▸ **TASK DIRECTIONS**
Your answer must consist of every line from the data below that includes the word "SessionEvent".

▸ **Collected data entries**
□ □ □ □ □ □ □

use super::machine::CallSessionStateMachine;
use super::refresh::{RefreshFuture, RefreshJob, TokenRefreshScheduler};
use super::state::{CallState, ConnectionStatus, ErrorSlot, Presence};
use crate::config::SessionConfig;
use crate::credential::{Credential, CredentialProvider};
use crate::error::{CallError, CallResult};
use crate::event::{EventSender, SessionEvent};
use crate::signaling::{ClientEvent, ClientEventReceiver, SignalingClientRef, SignalingTransport};
use chrono::Utc;
use parking_lot::RwLock;
use std::sync::Arc;
use std::time::Duration;
use tracing::{debug, error, info, warn};

#[derive(Default)]
struct LinkState {
    status: ConnectionStatus,
    client: Option<SignalingClientRef>,
    credential: Option<Credential>,
    presence: Presence,
    /// Bumped on every connect attempt and teardown
    epoch: u64,
}

/// The connection state the call machine needs to see.
#[derive(Default)]
pub struct ConnectionLink {
    state: RwLock<LinkState>,
}

impl ConnectionLink {
    pub fn status(&self) -> ConnectionStatus {
        self.state.read().status
    }

    pub fn presence(&self) -> Presence {
        self.state.read().presence.clone()
    }

    pub fn credential(&self) -> Option<Credential> {
        self.state.read().credential.clone()
    }

    /// Client and credential, only while connected.
    pub fn connected(&self) -> Option<(SignalingClientRef, Credential)> {
        let state = self.state.read();
        if state.status != ConnectionStatus::Connected {
            return None;
        }
        Some((state.client.clone()?, state.credential.clone()?))
    }

    /// Client, credential and the epoch they belong to, only while connected.
    pub(crate) fn connected_at(&self) -> Option<(SignalingClientRef, Credential, u64)> {
        let state = self.state.read();
        if state.status != ConnectionStatus::Connected {
            return None;
        }
        Some((state.client.clone()?, state.credential.clone()?, state.epoch))
    }

    pub(crate) fn is_current(&self, epoch: u64) -> bool {
        self.state.read().epoch == epoch
    }
}

#[derive(Clone, Default)]
pub struct ConnectOptions {
    /// Issues replacement credentials; without one the token is never renewed
    pub refresher: Option<Arc<dyn CredentialProvider>>,
}

struct ConnectionInner {
    transport: Arc<dyn SignalingTransport>,
    link: Arc<ConnectionLink>,
    machine: CallSessionStateMachine,
    scheduler: TokenRefreshScheduler,
    session: SessionConfig,
    events: EventSender,
    errors: ErrorSlot,
}

/// Owns the single client session with the signaling platform.
#[derive(Clone)]
pub struct SignalingConnection {
    inner: Arc<ConnectionInner>,
}

impl SignalingConnection {
    pub(crate) fn new(
        transport: Arc<dyn SignalingTransport>,
        link: Arc<ConnectionLink>,
        machine: CallSessionStateMachine,
        scheduler: TokenRefreshScheduler,
        session: SessionConfig,
        events: EventSender,
        errors: ErrorSlot,
    ) -> Self {
        Self {
            inner: Arc::new(ConnectionInner {
                transport,
                link,
                machine,
                scheduler,
                session,
                events,
                errors,
            }),
        }
    }

    pub fn status(&self) -> ConnectionStatus {
        self.inner.link.status()
    }

    pub fn presence(&self) -> Presence {
        self.inner.link.presence()
    }

    pub fn credential(&self) -> Option<Credential> {
        self.inner.link.credential()
    }

    pub fn refresh_pending(&self) -> bool {
        self.inner.scheduler.is_pending()
    }

    /// Connect with `credential`. Does nothing while already connecting or
    /// connected.
    pub async fn connect(&self, credential: Credential, options: ConnectOptions) -> CallResult<()> {
        let epoch = {
            let mut link = self.inner.link.state.write();
            if link.status != ConnectionStatus::Disconnected {
                debug!(status = ?link.status, "connect ignored, connection already exists");
                return Ok(());
            }
            link.status = ConnectionStatus::Connecting;
            link.epoch += 1;
            link.epoch
        };
        self.emit_status(ConnectionStatus::Connecting);
        info!(subscriber_id = credential.subscriber_id, epoch, "connecting to signaling platform");

        let client = match self.inner.transport.connect(&credential).await {
            Ok(client) => client,
            Err(e) => {
                error!(epoch, "signaling connect failed: {}", e);
                let still_current = {
                    let mut link = self.inner.link.state.write();
                    let current = link.epoch == epoch;
                    if current {
                        link.status = ConnectionStatus::Disconnected;
                    }
                    current
                };
                if still_current {
                    self.emit_status(ConnectionStatus::Disconnected);
                }
                return Err(self.record_error(CallError::transport(e)));
            }
        };

        let client_events = client.take_events();
        let superseded = {
            let mut link = self.inner.link.state.write();
            if link.epoch != epoch || link.status != ConnectionStatus::Connecting {
                true
            } else {
                link.status = ConnectionStatus::Connected;
                link.client = Some(client.clone());
                link.credential = Some(credential.clone());
                false
            }
        };
        if superseded {
            // disconnect() ran while the handshake was in flight
            warn!(epoch, "connection superseded during connect, closing it");
            client.disconnect().await.ok();
            return Err(CallError::ConnectionRequired);
        }

        if let Some(rx) = client_events {
            self.dispatch(epoch, rx);
        }
        self.emit_status(ConnectionStatus::Connected);
        info!(subscriber_id = credential.subscriber_id, epoch, "signaling connected");

        if let Some(refresher) = options.refresher {
            let delay = self
                .inner
                .session
                .refresh_delay_for(credential.expires_in(Utc::now()));
            debug!(epoch, delay_secs = delay.as_secs(), "credential renewal armed");
            self.schedule_refresh(refresher, delay);
        }
        Ok(())
    }

    /// Hang up any live call, close the client and stop the refresh timer.
    /// Safe to call repeatedly.
    pub async fn disconnect(&self) {
        let client = {
            let mut link = self.inner.link.state.write();
            let was = link.status;
            link.epoch += 1;
            link.status = ConnectionStatus::Disconnected;
            link.presence = Presence::Offline;
            link.credential = None;
            let client = link.client.take();
            if was == ConnectionStatus::Disconnected && client.is_none() {
                drop(link);
                self.inner.scheduler.cancel();
                debug!("disconnect ignored, already disconnected");
                return;
            }
            client
        };

        if let Err(e) = self.inner.machine.hangup().await {
            warn!("hangup during disconnect failed: {}", e);
        }
        if let Some(client) = client {
            if let Err(e) = client.disconnect().await {
                warn!("signaling disconnect failed: {}", e);
            }
        }
        self.inner.scheduler.cancel();
        self.emit_status(ConnectionStatus::Disconnected);
        info!("signaling disconnected");
    }

    /// Make this client eligible for pooled and queued calls.
    pub async fn go_online(&self, queues: &[String]) -> CallResult<()> {
        let (client, _) = self
            .inner
            .link
            .connected()
            .ok_or(CallError::ConnectionRequired)?;
        if let Err(e) = client.online(queues).await {
            warn!(?queues, "going online failed: {}", e);
            return Err(self.record_error(CallError::transport(e)));
        }
        self.inner.link.state.write().presence = Presence::Online {
            queues: queues.to_vec(),
        };
        info!(?queues, "presence online");
        Ok(())
    }

    pub async fn go_offline(&self) -> CallResult<()> {
        let (client, _) = self
            .inner
            .link
            .connected()
            .ok_or(CallError::ConnectionRequired)?;
        if let Err(e) = client.offline().await {
            warn!("going offline failed: {}", e);
            return Err(self.record_error(CallError::transport(e)));
        }
        self.inner.link.state.write().presence = Presence::Offline;
        info!("presence offline");
        Ok(())
    }

    fn dispatch(&self, epoch: u64, mut rx: ClientEventReceiver) {
        let connection = self.clone();
        tokio::spawn(async move {
            while let Some(event) = rx.recv().await {
                if !connection.inner.link.is_current(epoch) {
                    break;
                }
                match event {
                    ClientEvent::CallReceived(call) => connection.inner.machine.on_incoming(call),
                    ClientEvent::Ready => info!(epoch, "signaling client ready"),
                    ClientEvent::Error(message) => {
                        warn!(epoch, "signaling client error: {}", message);
                        connection.record_error(CallError::TransportFailure(message));
                    }
                    ClientEvent::SocketClosed => {
                        connection.on_socket_closed(epoch);
                        break;
                    }
                    ClientEvent::Other(name) => {
                        debug!(epoch, event = name, "ignoring client event");
                    }
                }
            }
            debug!(epoch, "client event dispatcher finished");
        });
    }

    /// The platform dropped us. Local state is released without transport
    /// calls and the connection stays down until reconnected.
    fn on_socket_closed(&self, epoch: u64) {
        {
            let mut link = self.inner.link.state.write();
            if link.epoch != epoch {
                return;
            }
            link.epoch += 1;
            link.status = ConnectionStatus::Disconnected;
            link.presence = Presence::Offline;
            link.client = None;
        }
        warn!(epoch, "signaling socket closed");
        self.inner.scheduler.cancel();
        self.inner.machine.release("socket closed");
        self.record_error(CallError::TransportFailure("socket closed".to_string()));
        self.emit_status(ConnectionStatus::Disconnected);
    }

    fn schedule_refresh(&self, refresher: Arc<dyn CredentialProvider>, delay: Duration) {
        let connection = self.clone();
        let job: RefreshJob = Arc::new(move || -> RefreshFuture {
            let connection = connection.clone();
            let refresher = refresher.clone();
            Box::pin(async move { connection.refresh(refresher).await })
        });
        self.inner.scheduler.schedule(job, delay);
    }

    /// Obtain a new credential and rebuild the client with it.
    ///
    /// The transport is torn down and rebuilt, so a call in progress does
    /// not survive the refresh.
    async fn refresh(&self, refresher: Arc<dyn CredentialProvider>) -> CallResult<()> {
        let credential = match refresher.issue().await {
            Ok(credential) => credential,
            Err(e) => {
                error!("credential refresh failed, connection keeps the stale token: {}", e);
                return Err(self.record_error(CallError::refresh(e)));
            }
        };

        let call_state = self.inner.machine.state();
        if call_state != CallState::Idle {
            warn!(%call_state, "refreshing credential during a live call, the call will be dropped");
        }

        let subscriber_id = credential.subscriber_id.clone();
        self.disconnect().await;
        let options = ConnectOptions {
            refresher: Some(refresher),
        };
        if let Err(e) = self.connect(credential, options).await {
            error!("reconnect after credential refresh failed: {}", e);
            return Err(self.record_error(CallError::refresh(e)));
        }
        info!(subscriber_id, "credential refreshed");
        self.emit(SessionEvent::CredentialRefreshed { subscriber_id });
        Ok(())
    }

    fn emit_status(&self, status: ConnectionStatus) {
        self.emit(SessionEvent::ConnectionChanged { status });
    }

    fn emit(&self, event: SessionEvent) {
        self.inner.events.send(event).ok();
    }

    fn record_error(&self, error: CallError) -> CallError {
        self.inner.errors.set(error.clone());
        self.emit(SessionEvent::Error {
            message: error.to_string(),
        });
        error
    }
}
use crate::app::AppState;
use axum::{
    routing::{get, post},
    Json, Router,
};
use serde_json::json;

pub mod request_log;
pub mod swml;

pub fn router() -> Router<AppState> {
    Router::new()
        .route("/swml/inbound", post(swml::inbound_handler))
        .route("/swml/outbound", post(swml::outbound_handler))
        .route("/health", get(health))
}

async fn health() -> Json<serde_json::Value> {
    Json(json!({
        "status": "ok",
        "version": crate::version::get_short_version(),
    }))
}
use thiserror::Error;

/// Errors surfaced by the call-session layer.
///
/// Precondition and permission errors are returned to the caller of the
/// operation that triggered them. Transport and refresh errors are also
/// recorded in the session's observable error slot.
#[derive(Debug, Clone, Error, PartialEq, Eq)]
pub enum CallError {
    #[error("microphone permission denied: {0}")]
    PermissionDenied(String),

    #[error("already on a call")]
    AlreadyOnCall,

    #[error("no incoming call")]
    NoIncomingCall,

    #[error("not connected to the signaling platform")]
    ConnectionRequired,

    #[error("not a dialable destination: {0}")]
    InvalidDestination(String),

    /// The operator hung up before the outbound call was placed.
    #[error("dial cancelled")]
    DialCancelled,

    #[error("transport failure: {0}")]
    TransportFailure(String),

    #[error("credential refresh failed: {0}")]
    RefreshFailure(String),
}

impl CallError {
    pub fn transport(err: impl std::fmt::Display) -> Self {
        CallError::TransportFailure(err.to_string())
    }

    pub fn refresh(err: impl std::fmt::Display) -> Self {
        CallError::RefreshFailure(err.to_string())
    }
}

pub type CallResult<T> = std::result::Result<T, CallError>;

□ □ □ □ □ □ □

▸ **SOLUTION FOR THIS PROBLEM**
use crate::event::{EventSender, SessionEvent};
        self.emit(SessionEvent::CredentialRefreshed { subscriber_id });
        self.emit(SessionEvent::ConnectionChanged { status });
    fn emit(&self, event: SessionEvent) {
        self.emit(SessionEvent::Error {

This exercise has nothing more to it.